PowerShell exposes the hives as a directory structure, and has for a decade or more. just type "HKLM:" or whatever hive you want and start using "cd" and "dir" all you want.

https://docs.microsoft.com/en-us/powershell/scripting/sample...


The guy who implemented that really did a disservice to the filesystem metaphor, though. Instead of making values analogous to files, they're properties of registry keys, so instead of Get/Set-Content, Get-ChildItem, etc. you need to do some gymnastics with Get/Set-ItemProperty to work with them.
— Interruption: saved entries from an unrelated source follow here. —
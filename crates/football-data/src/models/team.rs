use serde::{Deserialize, Serialize};
use serde_json::{Map, Value};

use super::lenient::{lenient, lenient_or_default};
use super::types::TeamId;

/// Team as returned by `competitions/{code}/teams` and `teams/{id}`.
///
/// Only `id` and `name` are interpreted; crest, venue, squad and the rest of
/// the upstream metadata ride along untouched in `extra`.
#[derive(Clone, Debug, PartialEq, Serialize, Deserialize)]
pub struct Team {
    pub id: i64,

    #[serde(default, deserialize_with = "lenient_or_default")]
    pub name: String,

    #[serde(flatten)]
    pub extra: Map<String, Value>,
}

impl Team {
    pub fn team_id(&self) -> TeamId {
        TeamId::Numeric(self.id)
    }

    /// Slim `{id, name}` view used by team pickers.
    pub fn summary(&self) -> TeamSummary {
        TeamSummary {
            id: self.id,
            name: self.name.clone(),
        }
    }
}

#[derive(Clone, Debug, PartialEq, Eq, Serialize)]
pub struct TeamSummary {
    pub id: i64,
    pub name: String,
}

/// Team reference embedded in matches and standings rows.
#[derive(Clone, Debug, Default, PartialEq, Serialize, Deserialize)]
pub struct TeamRef {
    #[serde(default, deserialize_with = "lenient", skip_serializing_if = "Option::is_none")]
    pub id: Option<TeamId>,

    #[serde(default, deserialize_with = "lenient", skip_serializing_if = "Option::is_none")]
    pub name: Option<String>,

    #[serde(flatten)]
    pub extra: Map<String, Value>,
}

#[cfg(test)]
mod tests {
    use super::*;
    use serde_json::json;

    #[test]
    fn test_team_keeps_upstream_metadata() {
        let team: Team = serde_json::from_value(json!({
            "id": 57,
            "name": "Arsenal FC",
            "tla": "ARS",
            "venue": "Emirates Stadium"
        }))
        .unwrap();

        assert_eq!(team.id, 57);
        assert_eq!(team.name, "Arsenal FC");
        assert_eq!(team.extra.get("tla"), Some(&json!("ARS")));

        let back = serde_json::to_value(&team).unwrap();
        assert_eq!(back["venue"], json!("Emirates Stadium"));
    }

    #[test]
    fn test_team_with_null_or_missing_name_is_kept() {
        let team: Team = serde_json::from_value(json!({"id": 58, "name": null})).unwrap();
        assert_eq!(team.id, 58);
        assert_eq!(team.name, "");

        let team: Team = serde_json::from_value(json!({"id": 59, "name": 7})).unwrap();
        assert_eq!(team.name, "");

        let team: Team = serde_json::from_value(json!({"id": 60})).unwrap();
        assert_eq!(team.name, "");
    }

    #[test]
    fn test_team_summary() {
        let team: Team = serde_json::from_value(json!({"id": 61, "name": "Chelsea FC"})).unwrap();
        assert_eq!(
            team.summary(),
            TeamSummary {
                id: 61,
                name: "Chelsea FC".to_string()
            }
        );
        assert_eq!(team.team_id(), TeamId::from("61"));
    }

    #[test]
    fn test_team_ref_tolerates_bad_fields() {
        let team: TeamRef = serde_json::from_value(json!({"id": {"nested": true}, "name": 12})).unwrap();
        assert_eq!(team.id, None);
        assert_eq!(team.name, None);
    }
}
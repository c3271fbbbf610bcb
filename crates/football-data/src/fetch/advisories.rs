//! User-facing advisories attached to fetch results.
//!
//! Fetch operations never fail outright; on error they hand back the empty
//! value together with an [`Advisory`] explaining why. The advisory travels
//! inside the [`Fetched`] result, so concurrent callers only ever see the
//! advisories of their own requests.

use serde::Serialize;

use crate::errors::{AdvisoryLevel, FootballDataError};

/// User-facing message explaining why a fetch came back empty.
#[derive(Clone, Debug, PartialEq, Eq, Serialize)]
pub struct Advisory {
    pub level: AdvisoryLevel,
    pub message: String,
}

impl Advisory {
    /// Build the advisory for an error, `None` for silent errors.
    pub fn from_error(error: &FootballDataError) -> Option<Self> {
        error.advisory_level().map(|level| Self {
            level,
            message: error.to_string(),
        })
    }
}

/// Result of a fetch operation: the value (empty on failure) and the
/// advisory produced by this call, if any.
#[derive(Clone, Debug, PartialEq, Serialize)]
pub struct Fetched<T> {
    pub value: T,
    #[serde(skip_serializing_if = "Option::is_none")]
    pub advisory: Option<Advisory>,
}

impl<T> Fetched<T> {
    pub fn ok(value: T) -> Self {
        Self {
            value,
            advisory: None,
        }
    }

    /// Empty-or-default value plus the advisory for `error`.
    pub fn failed(value: T, error: &FootballDataError) -> Self {
        Self {
            value,
            advisory: Advisory::from_error(error),
        }
    }

    pub fn into_value(self) -> T {
        self.value
    }

    pub fn map<U>(self, f: impl FnOnce(T) -> U) -> Fetched<U> {
        Fetched {
            value: f(self.value),
            advisory: self.advisory,
        }
    }
}
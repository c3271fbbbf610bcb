use serde::{Deserialize, Serialize};
use serde_json::{Map, Value};

use super::lenient::lenient;
use super::team::TeamRef;

/// Upstream match status.
#[derive(Debug, Clone, Copy, PartialEq, Eq, Hash, Serialize, Deserialize)]
#[serde(rename_all = "SCREAMING_SNAKE_CASE")]
pub enum MatchStatus {
    Scheduled,
    Timed,
    InPlay,
    Paused,
    Finished,
    Suspended,
    Postponed,
    Cancelled,
    Awarded,
    #[serde(other)]
    Unknown,
}

/// Home/away goal pair. Either side may be missing.
#[derive(Clone, Debug, Default, PartialEq, Eq, Serialize, Deserialize)]
pub struct ScoreLine {
    #[serde(default, deserialize_with = "lenient")]
    pub home: Option<u32>,

    #[serde(default, deserialize_with = "lenient")]
    pub away: Option<u32>,
}

#[derive(Clone, Debug, Default, PartialEq, Serialize, Deserialize)]
#[serde(rename_all = "camelCase")]
pub struct Score {
    #[serde(default, deserialize_with = "lenient", skip_serializing_if = "Option::is_none")]
    pub full_time: Option<ScoreLine>,

    #[serde(flatten)]
    pub extra: Map<String, Value>,
}

#[derive(Clone, Debug, Default, PartialEq, Serialize, Deserialize)]
pub struct Competition {
    #[serde(default, deserialize_with = "lenient", skip_serializing_if = "Option::is_none")]
    pub name: Option<String>,

    #[serde(flatten)]
    pub extra: Map<String, Value>,
}

/// Match record as returned by `teams/{id}/matches`.
///
/// Every interpreted field is optional and tolerant: a field of the wrong
/// JSON type reads as `None` instead of failing the record. Fields the
/// crate does not interpret are kept in `extra`.
#[derive(Clone, Debug, Default, PartialEq, Serialize, Deserialize)]
#[serde(rename_all = "camelCase")]
pub struct RawMatch {
    #[serde(default, deserialize_with = "lenient", skip_serializing_if = "Option::is_none")]
    pub id: Option<i64>,

    #[serde(default, deserialize_with = "lenient", skip_serializing_if = "Option::is_none")]
    pub status: Option<MatchStatus>,

    /// ISO-8601 kick-off time, usually with a `Z` suffix. Parsed during
    /// normalization, not here.
    #[serde(default, deserialize_with = "lenient", skip_serializing_if = "Option::is_none")]
    pub utc_date: Option<String>,

    #[serde(default, deserialize_with = "lenient", skip_serializing_if = "Option::is_none")]
    pub home_team: Option<TeamRef>,

    #[serde(default, deserialize_with = "lenient", skip_serializing_if = "Option::is_none")]
    pub away_team: Option<TeamRef>,

    #[serde(default, deserialize_with = "lenient", skip_serializing_if = "Option::is_none")]
    pub score: Option<Score>,

    #[serde(default, deserialize_with = "lenient", skip_serializing_if = "Option::is_none")]
    pub competition: Option<Competition>,

    #[serde(flatten)]
    pub extra: Map<String, Value>,
}

impl RawMatch {
    pub fn is_finished(&self) -> bool {
        self.status == Some(MatchStatus::Finished)
    }

    /// Full-time score, `(None, None)` when the record has none.
    pub fn full_time(&self) -> (Option<u32>, Option<u32>) {
        self.score
            .as_ref()
            .and_then(|score| score.full_time.as_ref())
            .map(|line| (line.home, line.away))
            .unwrap_or((None, None))
    }
}

#[cfg(test)]
mod tests {
    use super::*;
    use serde_json::json;

    #[test]
    fn test_parses_finished_match() {
        let raw: RawMatch = serde_json::from_value(json!({
            "id": 436000,
            "status": "FINISHED",
            "utcDate": "2023-08-12T12:00:00Z",
            "matchday": 1,
            "homeTeam": {"id": 57, "name": "Arsenal FC"},
            "awayTeam": {"id": 351, "name": "Nottingham Forest FC"},
            "score": {"winner": "HOME_TEAM", "fullTime": {"home": 2, "away": 1}},
            "competition": {"id": 2021, "name": "Premier League"}
        }))
        .unwrap();

        assert!(raw.is_finished());
        assert_eq!(raw.full_time(), (Some(2), Some(1)));
        assert_eq!(raw.extra.get("matchday"), Some(&json!(1)));
        assert_eq!(
            raw.competition.unwrap().name.as_deref(),
            Some("Premier League")
        );
    }

    #[test]
    fn test_null_scores_stay_absent() {
        let raw: RawMatch = serde_json::from_value(json!({
            "status": "FINISHED",
            "score": {"fullTime": {"home": null, "away": 3}}
        }))
        .unwrap();

        assert_eq!(raw.full_time(), (None, Some(3)));
    }

    #[test]
    fn test_wrongly_typed_fields_degrade() {
        let raw: RawMatch = serde_json::from_value(json!({
            "status": 7,
            "utcDate": false,
            "homeTeam": "Arsenal",
            "score": {"fullTime": {"home": "two", "away": -1}}
        }))
        .unwrap();

        assert_eq!(raw.status, None);
        assert_eq!(raw.utc_date, None);
        assert_eq!(raw.home_team, None);
        assert_eq!(raw.full_time(), (None, None));
    }

    #[test]
    fn test_unknown_status() {
        let raw: RawMatch = serde_json::from_value(json!({"status": "ABANDONED"})).unwrap();
        assert_eq!(raw.status, Some(MatchStatus::Unknown));
        assert!(!raw.is_finished());
    }

    #[test]
    fn test_status_names() {
        let raw: RawMatch = serde_json::from_value(json!({"status": "IN_PLAY"})).unwrap();
        assert_eq!(raw.status, Some(MatchStatus::InPlay));
    }
}
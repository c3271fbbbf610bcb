//! Fetch layer.
//!
//! This module provides the cached, rate-limited query operations:
//! - Minimum-interval rate limiting shared by all operations
//! - Bounded per-operation response caches
//! - Per-call advisories for failures the user should see
//! - The `FootballDataService` tying them to a transport

mod advisories;
mod cache;
mod rate_limiter;
mod service;

pub use advisories::{Advisory, Fetched};
pub use cache::{CacheStats, FetchCache, FetchCacheStats, QueryKey, ResponseCache};
pub use rate_limiter::{RateLimitConfig, RateLimiter};
pub use service::{FootballDataService, DEFAULT_MATCH_LIMIT};
//! Minimum-interval rate limiter for upstream calls.
//!
//! The upstream allows roughly 10 requests per minute, so every outbound
//! call is spaced at least `min_interval` after the previous one. The
//! limiter is an explicit object shared through `Arc`, not ambient state,
//! so tests and independent clients can each own one.

use std::time::Duration;

use log::debug;
use tokio::sync::Mutex;
use tokio::time::Instant;

/// Default spacing: 6 seconds keeps us at 10 requests per minute.
const DEFAULT_MIN_INTERVAL: Duration = Duration::from_secs(6);

/// Rate limiter configuration.
#[derive(Clone, Debug)]
pub struct RateLimitConfig {
    /// Minimum wall-clock gap between two outbound calls.
    pub min_interval: Duration,
}

impl Default for RateLimitConfig {
    fn default() -> Self {
        Self {
            min_interval: DEFAULT_MIN_INTERVAL,
        }
    }
}

/// Process-wide pacing for outbound calls.
///
/// The check-elapsed, sleep, stamp sequence runs while holding a single
/// async mutex, so two callers can never both observe a stale timestamp and
/// burst past the ceiling. Waiters are served in FIFO order by the mutex.
/// Dropping an `await_slot` future mid-wait releases the lock without
/// stamping.
pub struct RateLimiter {
    /// When the last slot was handed out, `None` before the first call.
    last_request: Mutex<Option<Instant>>,
    min_interval: Duration,
}

impl RateLimiter {
    /// Create a limiter with the default 6 second spacing.
    pub fn new() -> Self {
        Self::with_config(RateLimitConfig::default())
    }

    pub fn with_config(config: RateLimitConfig) -> Self {
        Self {
            last_request: Mutex::new(None),
            min_interval: config.min_interval,
        }
    }

    pub fn min_interval(&self) -> Duration {
        self.min_interval
    }

    /// Wait until a call is allowed, then claim the slot.
    pub async fn await_slot(&self) {
        let mut last_request = self.last_request.lock().await;

        if let Some(previous) = *last_request {
            let elapsed = previous.elapsed();
            if elapsed < self.min_interval {
                let wait_time = self.min_interval - elapsed;
                debug!("Rate limiter: waiting {:?} before next request", wait_time);
                tokio::time::sleep(wait_time).await;
            }
        }

        *last_request = Some(Instant::now());
    }

    /// Claim a slot only if one is free right now.
    ///
    /// Returns false when the interval has not elapsed or another caller is
    /// currently waiting for its slot.
    pub fn try_acquire(&self) -> bool {
        let Ok(mut last_request) = self.last_request.try_lock() else {
            return false;
        };

        let ready = match *last_request {
            Some(previous) => previous.elapsed() >= self.min_interval,
            None => true,
        };

        if ready {
            *last_request = Some(Instant::now());
        }
        ready
    }

    /// How long a caller arriving now would wait, ignoring queued waiters.
    ///
    /// Returns the full interval while another caller holds the lock.
    pub fn time_until_available(&self) -> Duration {
        match self.last_request.try_lock() {
            Ok(last_request) => match *last_request {
                Some(previous) => self.min_interval.saturating_sub(previous.elapsed()),
                None => Duration::ZERO,
            },
            Err(_) => self.min_interval,
        }
    }

    /// Forget the last request so the next call goes through immediately.
    pub async fn reset(&self) {
        *self.last_request.lock().await = None;
    }
}

impl Default for RateLimiter {
    fn default() -> Self {
        Self::new()
    }
}

#[cfg(test)]
mod tests {
    use super::*;
    use std::sync::Arc;

    #[tokio::test(start_paused = true)]
    async fn test_first_slot_is_immediate() {
        let limiter = RateLimiter::new();

        let start = Instant::now();
        limiter.await_slot().await;

        assert_eq!(start.elapsed(), Duration::ZERO);
    }

    #[tokio::test(start_paused = true)]
    async fn test_second_slot_waits_full_interval() {
        let limiter = RateLimiter::new();

        limiter.await_slot().await;
        let first = Instant::now();
        limiter.await_slot().await;

        assert!(first.elapsed() >= Duration::from_secs(6));
    }

    #[tokio::test(start_paused = true)]
    async fn test_only_remaining_time_is_waited() {
        let limiter = RateLimiter::new();

        limiter.await_slot().await;
        tokio::time::sleep(Duration::from_secs(4)).await;

        let before = Instant::now();
        limiter.await_slot().await;
        let waited = before.elapsed();

        assert!(waited >= Duration::from_secs(2));
        assert!(waited < Duration::from_secs(3));
    }

    #[tokio::test(start_paused = true)]
    async fn test_no_wait_after_interval_elapsed() {
        let limiter = RateLimiter::new();

        limiter.await_slot().await;
        tokio::time::sleep(Duration::from_secs(10)).await;

        let before = Instant::now();
        limiter.await_slot().await;
        assert_eq!(before.elapsed(), Duration::ZERO);
    }

    #[tokio::test(start_paused = true)]
    async fn test_concurrent_callers_are_serialized() {
        let limiter = Arc::new(RateLimiter::new());

        let mut handles = Vec::new();
        for _ in 0..4 {
            let limiter = limiter.clone();
            handles.push(tokio::spawn(async move {
                limiter.await_slot().await;
                Instant::now()
            }));
        }

        let mut stamps = Vec::new();
        for handle in handles {
            stamps.push(handle.await.unwrap());
        }
        stamps.sort();

        for pair in stamps.windows(2) {
            assert!(pair[1] - pair[0] >= Duration::from_secs(6));
        }
    }

    #[tokio::test(start_paused = true)]
    async fn test_try_acquire() {
        let limiter = RateLimiter::with_config(RateLimitConfig {
            min_interval: Duration::from_secs(1),
        });

        assert!(limiter.try_acquire());
        assert!(!limiter.try_acquire());

        tokio::time::sleep(Duration::from_secs(1)).await;
        assert!(limiter.try_acquire());
    }

    #[tokio::test(start_paused = true)]
    async fn test_time_until_available_and_reset() {
        let limiter = RateLimiter::new();
        assert_eq!(limiter.time_until_available(), Duration::ZERO);

        limiter.await_slot().await;
        assert_eq!(limiter.time_until_available(), Duration::from_secs(6));

        limiter.reset().await;
        assert_eq!(limiter.time_until_available(), Duration::ZERO);
        assert!(limiter.try_acquire());
    }

    #[tokio::test(start_paused = true)]
    async fn test_zero_interval_never_waits() {
        let limiter = RateLimiter::with_config(RateLimitConfig {
            min_interval: Duration::ZERO,
        });

        let before = Instant::now();
        for _ in 0..5 {
            limiter.await_slot().await;
        }
        assert_eq!(before.elapsed(), Duration::ZERO);
    }
}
For example, if you want to find a registry value with a particular name, you can't just do 'dir -rec SomeValueName' to find it like you can on the filesystem provider.


well, the registry has types. files are raw binary data that is almost entirely untyped. how could they possibly enforce typed data without diverging from the filesystem metaphor?


Cmdlets can have provider-specific parameters, so in this case I would add a registry-provider-specific data type parameter with sensible default behavior to New-Item and Set-Content.

For example...

Set-Content hklm:\software\xyz\abc -value 1

...could create a DWORD value by default based on the type of the value argument, while adding '-DataType String' would enable creating a string value.


Files are raw binary data, but a (BTW unreliable) method to understand what they contain has been in use since years: file extensions.

I can see no reason why in a filesystem-like representation of the Registry you cannot have a value.dwd (which is a DWORD), a value.bin (which is a BINary), value.esz, etc., or at least that is what I would use.


Sure, but it's still converting to and from the weird hive format.